Cameroon is home to more than 200 different traditional dances. Dance is part of most ceremonies and rituals. Such dances accompany births, christenings, weddings, and funerals and invoke the spirits of ancestors to cure the ill or increase fertility. The Bamileke perform war dances, for example, and the motio of the southwest incorporates the slaying of a goat with a single blow to demonstrate the dancers' prowess. The Baka dance the luma to celebrate a successful hunt. Among some groups, dancers work themselves into a trance and communicate with the spirit world. For example, members of the ntsham society of the Kaka people in Cameroon's northwest dance to bring about spiritual possession.

Typically, traditional dances follow certain restrictions. Most traditional dances segregate participants according to sex. For example, women and men may form concentric same-sex circles, or they may dance in separate areas. Among various fondoms in the Cameroon grassfields, nobles and commoners may not participate in the same dances. Likewise, traditional laws severely restrict the dancing of the fon's wives and daughters, often restricting them to the palace.

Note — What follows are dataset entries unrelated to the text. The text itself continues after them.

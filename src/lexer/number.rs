use super::TokenErrorClass;

/// The value of a number literal
#[derive(Debug, Clone, Copy, PartialEq)]
pub enum Num {
    Integer(i64),
    Float(f64),
}

#[derive(Debug, Clone, Copy, PartialEq)]
enum Exactness {
    Exact,
    Inexact,
}

/// Does this atom look like it was meant to be a number?
pub fn looks_numeric(text: &str) -> bool {
    let mut chars = text.chars();
    match (chars.next(), chars.next()) {
        (Some('0'..='9'), _) => true,
        (Some('+'), Some(c)) | (Some('-'), Some(c)) => c.is_ascii_digit() || c == '.' && text.len() > 2,
        (Some('.'), Some(c)) => c.is_ascii_digit(),
        (Some('#'), Some(c)) => match c.to_ascii_lowercase() {
            'x' | 'b' | 'o' | 'd' | 'e' | 'i' => true,
            _ => false,
        },
        _ => false,
    }
}

/// Parses a complete number literal, prefixes included
pub fn parse_number(text: &str) -> Result<Num, TokenErrorClass> {
    let mut radix = None;
    let mut exactness = None;
    let mut rest = text;

    while rest.starts_with('#') {
        let marker = rest[1..]
            .chars()
            .next()
            .ok_or(TokenErrorClass::BadMarker)?
            .to_ascii_lowercase();
        match marker {
            'x' | 'b' | 'o' | 'd' if radix.is_none() => {
                radix = Some(match marker {
                    'x' => 16,
                    'b' => 2,
                    'o' => 8,
                    _ => 10,
                })
            }
            'e' if exactness.is_none() => exactness = Some(Exactness::Exact),
            'i' if exactness.is_none() => exactness = Some(Exactness::Inexact),
            _ => return Err(TokenErrorClass::BadMarker),
        }
        rest = &rest[2..];
    }

    check!(!rest.is_empty(), TokenErrorClass::EmptyNumber);

    let num = parse_real(rest, radix.unwrap_or(10))?;

    match (exactness, num) {
        (Some(Exactness::Inexact), Num::Integer(n)) => Ok(Num::Float(n as f64)),
        (Some(Exactness::Exact), Num::Float(f)) => {
            check!(
                f.fract() == 0.0 && f.abs() < i64::max_value() as f64,
                TokenErrorClass::BadExactness
            );
            Ok(Num::Integer(f as i64))
        }
        (_, num) => Ok(num),
    }
}

fn parse_real(text: &str, radix: u32) -> Result<Num, TokenErrorClass> {
    let (negative, digits) = match text.chars().next() {
        Some('-') => (true, &text[1..]),
        Some('+') => (false, &text[1..]),
        _ => (false, text),
    };

    check!(!digits.is_empty(), TokenErrorClass::EmptyNumber);

    if radix != 10 {
        check!(
            digits.chars().all(|c| c.is_digit(radix)),
            TokenErrorClass::BadDigit
        );
        let n = i64::from_str_radix(digits, radix).map_err(|_| TokenErrorClass::Overflow)?;
        return Ok(Num::Integer(if negative { -n } else { n }));
    }

    if digits.chars().all(|c| c.is_ascii_digit()) {
        let n: i64 = digits.parse().map_err(|_| TokenErrorClass::Overflow)?;
        return Ok(Num::Integer(if negative { -n } else { n }));
    }

    validate_decimal(digits)?;
    let f: f64 = digits.parse().map_err(|_| TokenErrorClass::BadDecimal)?;
    Ok(Num::Float(if negative { -f } else { f }))
}

// digits [. digits] [e [sign] digits], with at least one mantissa digit
fn validate_decimal(text: &str) -> Result<(), TokenErrorClass> {
    let (mantissa, exponent) = match text.find(|c| c == 'e' || c == 'E') {
        Some(i) => (&text[..i], Some(&text[i + 1..])),
        None => (text, None),
    };

    let mut dots = 0;
    let mut mantissa_digits = 0;
    for c in mantissa.chars() {
        match c {
            '0'..='9' => mantissa_digits += 1,
            '.' => dots += 1,
            _ => return Err(TokenErrorClass::BadDigit),
        }
    }
    check!(dots <= 1 && mantissa_digits > 0, TokenErrorClass::BadDecimal);

    if let Some(exponent) = exponent {
        let exponent = exponent.trim_start_matches(|c| c == '+' || c == '-');
        check!(
            !exponent.is_empty() && exponent.chars().all(|c| c.is_ascii_digit()),
            TokenErrorClass::BadSuffix
        );
    }

    Ok(())
}

#[cfg(test)]
mod test {
    use super::*;

    #[test]
    fn integers() {
        assert_eq!(parse_number("42"), Ok(Num::Integer(42)));
        assert_eq!(parse_number("-17"), Ok(Num::Integer(-17)));
        assert_eq!(parse_number("+3"), Ok(Num::Integer(3)));
    }

    #[test]
    fn radix_prefixes() {
        assert_eq!(parse_number("#xff"), Ok(Num::Integer(255)));
        assert_eq!(parse_number("#X-A"), Ok(Num::Integer(-10)));
        assert_eq!(parse_number("#b101"), Ok(Num::Integer(5)));
        assert_eq!(parse_number("#o17"), Ok(Num::Integer(15)));
        assert_eq!(parse_number("#b102"), Err(TokenErrorClass::BadDigit));
    }

    #[test]
    fn decimals() {
        assert_eq!(parse_number("1.5"), Ok(Num::Float(1.5)));
        assert_eq!(parse_number(".5"), Ok(Num::Float(0.5)));
        assert_eq!(parse_number("-2."), Ok(Num::Float(-2.0)));
        assert_eq!(parse_number("1e3"), Ok(Num::Float(1000.0)));
        assert_eq!(parse_number("2.5E-1"), Ok(Num::Float(0.25)));
        assert_eq!(parse_number("1.2.3"), Err(TokenErrorClass::BadDecimal));
        assert_eq!(parse_number("1e"), Err(TokenErrorClass::BadSuffix));
    }

    #[test]
    fn exactness() {
        assert_eq!(parse_number("#i3"), Ok(Num::Float(3.0)));
        assert_eq!(parse_number("#e2.0"), Ok(Num::Integer(2)));
        assert_eq!(parse_number("#e2.5"), Err(TokenErrorClass::BadExactness));
        assert_eq!(parse_number("#x#x1"), Err(TokenErrorClass::BadMarker));
    }

    #[test]
    fn overflow() {
        assert_eq!(
            parse_number("99999999999999999999"),
            Err(TokenErrorClass::Overflow)
        );
    }

    #[test]
    fn numeric_lookalikes() {
        assert!(looks_numeric("12abc"));
        assert!(looks_numeric("-.5"));
        assert!(!looks_numeric("-"));
        assert!(!looks_numeric("->x"));
        assert!(!looks_numeric("..."));
    }
}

Some dances are intended only for a specific class of people, such as hunters, jesters, or warriors. Among some ethnic groups, professional dancers make their living performing dances at the appropriate ceremonies. In some villages, a diviner dances as part of his or her duties. In modern times, such traditional dance professionals are rare. Instead, professional dancers live in urban centres and perform for tourists or at national festivals.

Many traditional Cameroonian dances follow strict choreography, although improvisation is common. Dancers move different parts of the body independently, focusing motion on more than one area. Dances are often associated with specific regalia or props. Traditional objects used include leather fans and small pieces of cloth. In the grasslands, masks are common. The gourna of the Tupuri incorporates long sticks that dancers carry upright in a circle.

==Popular dance==
Popular dance is within the purview of urban bars, nightclubs, and private parties, although it has grown more popular in rural areas. DJs provide the music as dancers move about and drink beer or palm wine. Unlike traditional dances, popular dancing allows the sexes to mingle. Cameroon's most popular native musical genres, bikutsi and makossa, are styles of dance music. Cameroon has imported a number of popular dances from abroad, including the maringa from Ghana in the 1850s, the ashiko from Nigeria in the 1920s, and the abele from Nigeria more recently. Popular non-Cameroonian dance music includes Nigerian highlife and American hip-hop. In 2000, the government of the Southwest Province banned mapouka, a dance imported from Côte d'Ivoire, for its sexual nature. European dance, such as ballet, is popular among wealthy urban Cameroonians.

Dance has become an important vehicle of social commentary and political protest. While the popular press can be muzzled by the government, dancers in the street are freer to express their discontent with—or support for—government policies or political parties. Opponents of Cameroon's first president, Ahmadou Ahidjo, danced to show their disapproval. Other popular dances commemorate historical events from Cameroonian history.